[Records to process]

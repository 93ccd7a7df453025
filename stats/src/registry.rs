//! Core StatsRegistry implementation with registration, mutation, and read APIs.

use std::sync::Arc;

use common::storage::factory::create_storage;
use common::{StatEntry, StatKind, StatValue, Storage};

use crate::config::Config;
use crate::error::{Error, Result};

/// The main statistics interface providing registration, mutation, and read
/// operations over named statistics.
///
/// `StatsRegistry` is the primary entry point for tracking process-local
/// metrics. Callers register a statistic once under a unique name, then
/// mutate it by relative increments (counters) or absolute replacement
/// (value statistics), and read single values or whole snapshots back.
///
/// # Consistency
///
/// Every operation is forwarded to the storage backend, which makes it
/// atomic with respect to concurrent callers: registrations admit a single
/// winner, increments never lose updates, and reads never observe torn
/// values. Batch helpers are not atomic as a batch; each element is an
/// independent operation.
///
/// # Thread Safety
///
/// `StatsRegistry` is designed to be shared across threads. All methods take
/// `&self` and synchronization is handled by the backend.
///
/// # Example
///
/// ```ignore
/// use openstats::{Config, StatKind, StatValue, StatsRegistry};
///
/// let stats = StatsRegistry::open(Config::default()).await?;
///
/// stats.register("requests", StatKind::Counter).await?;
/// stats.increment("requests").await?;
///
/// stats.register("build", StatKind::Value).await?;
/// stats.update("build", "1.4.2").await?;
///
/// assert_eq!(stats.get("requests").await?, StatValue::Integer(1));
/// ```
pub struct StatsRegistry {
    storage: Arc<dyn Storage>,
}

impl StatsRegistry {
    /// Opens a registry with the given configuration.
    ///
    /// The storage backend is resolved exactly once, here, and bound for the
    /// registry's lifetime. Statistics declared in the configuration are
    /// registered before the registry is returned.
    ///
    /// # Arguments
    ///
    /// * `config` - Configuration specifying the storage backend and any
    ///   statistics to pre-register.
    ///
    /// # Errors
    ///
    /// Returns an error if the storage backend cannot be initialized or a
    /// declared statistic cannot be registered.
    pub async fn open(config: Config) -> Result<Self> {
        let storage = create_storage(&config.storage)?;
        let registry = Self { storage };

        for decl in &config.statistics {
            registry.register(decl.name.clone(), decl.kind).await?;
        }
        tracing::debug!(
            backend = ?config.storage,
            statistics = config.statistics.len(),
            "stats registry opened"
        );

        Ok(registry)
    }

    /// Creates a registry from an existing storage implementation.
    ///
    /// This is how embedders supply their own backend; [`open`](Self::open)
    /// is the configuration-driven equivalent.
    pub fn with_storage(storage: Arc<dyn Storage>) -> Self {
        Self { storage }
    }

    /// Registers a statistic under a unique name.
    ///
    /// Returns `true` if the statistic was newly created, `false` if the
    /// name was already registered. An existing statistic is never
    /// overwritten, whatever kind is supplied the second time.
    ///
    /// # Errors
    ///
    /// Returns an error if the storage backend fails.
    pub async fn register(&self, name: impl Into<String>, kind: StatKind) -> Result<bool> {
        Ok(self.storage.register(name.into(), kind).await?)
    }

    /// Registers a batch of statistics, preserving input order.
    ///
    /// Returns one `(name, created)` pair per input element. The batch is
    /// not atomic; on a storage failure, earlier registrations remain in
    /// effect.
    pub async fn register_many<S: Into<String>>(
        &self,
        stats: impl IntoIterator<Item = (S, StatKind)>,
    ) -> Result<Vec<(String, bool)>> {
        let mut results = Vec::new();
        for (name, kind) in stats {
            let name = name.into();
            let created = self.storage.register(name.clone(), kind).await?;
            results.push((name, created));
        }
        Ok(results)
    }

    /// Increments a counter by one and returns the new value.
    ///
    /// # Errors
    ///
    /// [`Error::UnknownStatistic`] if `name` is not registered,
    /// [`Error::InvalidArgument`] if it is not a counter.
    pub async fn increment(&self, name: &str) -> Result<i64> {
        self.increment_by(name, 1).await
    }

    /// Applies a relative delta to a counter and returns the new value.
    ///
    /// `delta` may be negative. The arithmetic wraps on i64 overflow.
    ///
    /// # Errors
    ///
    /// [`Error::UnknownStatistic`] if `name` is not registered,
    /// [`Error::InvalidArgument`] if it is not a counter.
    pub async fn increment_by(&self, name: &str, delta: i64) -> Result<i64> {
        Ok(self.storage.increment(name, delta).await?)
    }

    /// Replaces the payload of a value statistic, returning the stored
    /// value.
    ///
    /// # Errors
    ///
    /// [`Error::UnknownStatistic`] if `name` is not registered,
    /// [`Error::InvalidArgument`] if it is not a value statistic.
    pub async fn update(&self, name: &str, value: impl Into<StatValue>) -> Result<StatValue> {
        let value = value.into();
        self.storage.update(name, value.clone()).await?;
        Ok(value)
    }

    /// Returns the current value of a statistic.
    ///
    /// Counters read back as [`StatValue::Integer`]; value statistics
    /// return their last payload, [`StatValue::Null`] if never updated.
    ///
    /// # Errors
    ///
    /// [`Error::UnknownStatistic`] if `name` is not registered.
    pub async fn get(&self, name: &str) -> Result<StatValue> {
        match self.storage.get(name).await? {
            Some(value) => Ok(value),
            None => Err(Error::UnknownStatistic(name.to_string())),
        }
    }

    /// Returns a point-in-time snapshot of every registered statistic.
    ///
    /// Order is unspecified and no entry is ever torn.
    pub async fn get_all(&self) -> Result<Vec<StatEntry>> {
        Ok(self.storage.get_all().await?)
    }

    /// Removes a statistic, returning `true` if it existed.
    ///
    /// Idempotent: destroying an absent name is `Ok(false)`, not an error.
    /// The name becomes available for fresh registration afterwards.
    pub async fn destroy(&self, name: &str) -> Result<bool> {
        Ok(self.storage.destroy(name).await?)
    }

    /// Removes a batch of statistics, preserving input order.
    ///
    /// Returns one `(name, removed)` pair per input element. The batch is
    /// not atomic; on a storage failure, earlier removals remain in effect.
    pub async fn destroy_many<S: Into<String>>(
        &self,
        names: impl IntoIterator<Item = S>,
    ) -> Result<Vec<(String, bool)>> {
        let mut results = Vec::new();
        for name in names {
            let name = name.into();
            let removed = self.storage.destroy(&name).await?;
            results.push((name, removed));
        }
        Ok(results)
    }

    /// Resets a statistic to its neutral value: 0 for counters,
    /// [`StatValue::Null`] for value statistics.
    ///
    /// # Errors
    ///
    /// [`Error::UnknownStatistic`] if `name` is not registered.
    pub async fn reset(&self, name: &str) -> Result<()> {
        Ok(self.storage.reset(name).await?)
    }

    /// Resets a batch of statistics, preserving input order.
    ///
    /// Returns one `(name, reset)` pair per input element; `false` means
    /// the name was not registered. The batch is not atomic; on a storage
    /// failure, earlier resets remain in effect.
    pub async fn reset_many<S: Into<String>>(
        &self,
        names: impl IntoIterator<Item = S>,
    ) -> Result<Vec<(String, bool)>> {
        let mut results = Vec::new();
        for name in names {
            let name = name.into();
            match self.reset(&name).await {
                Ok(()) => results.push((name, true)),
                Err(Error::UnknownStatistic(_)) => results.push((name, false)),
                Err(err) => return Err(err),
            }
        }
        Ok(results)
    }

    /// Closes the registry, releasing backend resources.
    pub async fn close(self) -> Result<()> {
        Ok(self.storage.close().await?)
    }
}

[Brief] Check the listing for the word "push". Show each line that has it.

[Solution for this problem]
            results.push((name, created));
            results.push((name, removed));
                Ok(()) => results.push((name, true)),
                Err(Error::UnknownStatistic(_)) => results.push((name, false)),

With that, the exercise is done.